**Required work**
Return every line of the records that includes the string "contains".

Start of Information provided

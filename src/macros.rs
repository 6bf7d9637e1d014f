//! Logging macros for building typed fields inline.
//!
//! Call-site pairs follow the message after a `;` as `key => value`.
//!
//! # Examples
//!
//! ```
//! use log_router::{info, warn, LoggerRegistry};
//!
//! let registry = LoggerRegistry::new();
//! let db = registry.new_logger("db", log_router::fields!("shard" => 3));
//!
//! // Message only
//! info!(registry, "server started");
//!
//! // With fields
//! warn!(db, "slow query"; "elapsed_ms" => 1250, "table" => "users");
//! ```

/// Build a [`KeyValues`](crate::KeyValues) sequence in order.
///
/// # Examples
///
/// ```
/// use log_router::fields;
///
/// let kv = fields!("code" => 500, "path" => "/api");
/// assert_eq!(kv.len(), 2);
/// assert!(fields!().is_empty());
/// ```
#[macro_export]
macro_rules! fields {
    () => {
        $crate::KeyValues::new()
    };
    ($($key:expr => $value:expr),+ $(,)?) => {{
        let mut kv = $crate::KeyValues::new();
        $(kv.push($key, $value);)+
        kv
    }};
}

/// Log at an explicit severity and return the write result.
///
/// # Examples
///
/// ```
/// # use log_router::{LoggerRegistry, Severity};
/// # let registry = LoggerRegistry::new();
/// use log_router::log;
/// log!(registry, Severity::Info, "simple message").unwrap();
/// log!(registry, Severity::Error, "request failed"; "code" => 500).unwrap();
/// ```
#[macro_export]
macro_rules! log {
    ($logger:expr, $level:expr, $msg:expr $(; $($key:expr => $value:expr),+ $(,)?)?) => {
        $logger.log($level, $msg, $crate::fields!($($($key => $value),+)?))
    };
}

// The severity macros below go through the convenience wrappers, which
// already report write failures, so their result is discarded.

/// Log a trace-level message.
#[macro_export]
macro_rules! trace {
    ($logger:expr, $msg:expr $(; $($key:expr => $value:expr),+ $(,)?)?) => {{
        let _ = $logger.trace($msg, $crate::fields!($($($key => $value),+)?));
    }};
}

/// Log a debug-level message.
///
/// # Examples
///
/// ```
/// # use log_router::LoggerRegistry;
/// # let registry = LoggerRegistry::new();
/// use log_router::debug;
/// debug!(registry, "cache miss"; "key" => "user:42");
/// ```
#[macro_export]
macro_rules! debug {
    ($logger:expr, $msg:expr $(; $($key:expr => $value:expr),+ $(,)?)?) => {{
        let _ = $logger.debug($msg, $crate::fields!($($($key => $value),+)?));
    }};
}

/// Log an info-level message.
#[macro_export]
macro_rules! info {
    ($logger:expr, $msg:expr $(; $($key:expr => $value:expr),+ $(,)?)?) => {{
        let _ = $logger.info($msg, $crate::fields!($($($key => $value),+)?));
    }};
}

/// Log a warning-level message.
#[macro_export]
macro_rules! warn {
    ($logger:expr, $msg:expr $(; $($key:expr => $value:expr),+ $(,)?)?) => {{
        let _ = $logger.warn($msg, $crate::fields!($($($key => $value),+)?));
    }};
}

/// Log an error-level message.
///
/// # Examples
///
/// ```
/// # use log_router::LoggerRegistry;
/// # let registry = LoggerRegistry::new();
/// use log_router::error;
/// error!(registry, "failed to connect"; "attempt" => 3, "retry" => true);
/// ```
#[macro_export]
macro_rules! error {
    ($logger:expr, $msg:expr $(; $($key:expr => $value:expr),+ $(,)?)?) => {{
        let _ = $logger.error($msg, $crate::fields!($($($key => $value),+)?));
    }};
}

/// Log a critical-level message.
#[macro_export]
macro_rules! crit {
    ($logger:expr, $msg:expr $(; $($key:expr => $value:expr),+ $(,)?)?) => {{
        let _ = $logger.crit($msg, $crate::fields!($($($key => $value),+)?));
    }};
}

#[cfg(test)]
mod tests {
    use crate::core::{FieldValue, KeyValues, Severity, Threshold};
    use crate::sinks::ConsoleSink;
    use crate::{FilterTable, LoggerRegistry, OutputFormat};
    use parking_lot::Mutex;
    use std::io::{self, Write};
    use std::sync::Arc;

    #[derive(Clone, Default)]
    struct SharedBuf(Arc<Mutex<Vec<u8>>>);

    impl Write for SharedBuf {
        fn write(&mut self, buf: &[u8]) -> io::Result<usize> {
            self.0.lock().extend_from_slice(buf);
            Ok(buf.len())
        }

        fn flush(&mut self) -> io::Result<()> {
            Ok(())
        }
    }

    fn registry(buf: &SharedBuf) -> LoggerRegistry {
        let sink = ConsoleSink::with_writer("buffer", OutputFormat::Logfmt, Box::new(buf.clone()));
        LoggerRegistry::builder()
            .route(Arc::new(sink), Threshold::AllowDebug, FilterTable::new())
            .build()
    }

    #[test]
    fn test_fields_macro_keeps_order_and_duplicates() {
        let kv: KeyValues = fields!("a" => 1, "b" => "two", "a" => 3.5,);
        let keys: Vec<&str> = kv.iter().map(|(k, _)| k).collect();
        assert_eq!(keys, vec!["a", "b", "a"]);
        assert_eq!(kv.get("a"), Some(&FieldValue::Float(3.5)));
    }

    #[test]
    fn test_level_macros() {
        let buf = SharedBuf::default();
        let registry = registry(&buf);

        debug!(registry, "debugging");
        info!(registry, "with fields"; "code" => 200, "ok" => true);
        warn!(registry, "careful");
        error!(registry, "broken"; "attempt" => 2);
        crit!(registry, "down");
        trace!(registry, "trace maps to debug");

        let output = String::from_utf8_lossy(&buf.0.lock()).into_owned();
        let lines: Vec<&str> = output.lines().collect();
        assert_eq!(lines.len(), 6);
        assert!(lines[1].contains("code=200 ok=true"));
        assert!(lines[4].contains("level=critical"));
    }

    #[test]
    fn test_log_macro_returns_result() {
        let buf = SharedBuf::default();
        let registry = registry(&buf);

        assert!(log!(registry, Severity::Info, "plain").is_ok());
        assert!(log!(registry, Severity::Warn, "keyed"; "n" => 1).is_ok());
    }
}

End of Information provided

**Result**
        assert!(lines[1].contains("code=200 ok=true"));
        assert!(lines[4].contains("level=critical"));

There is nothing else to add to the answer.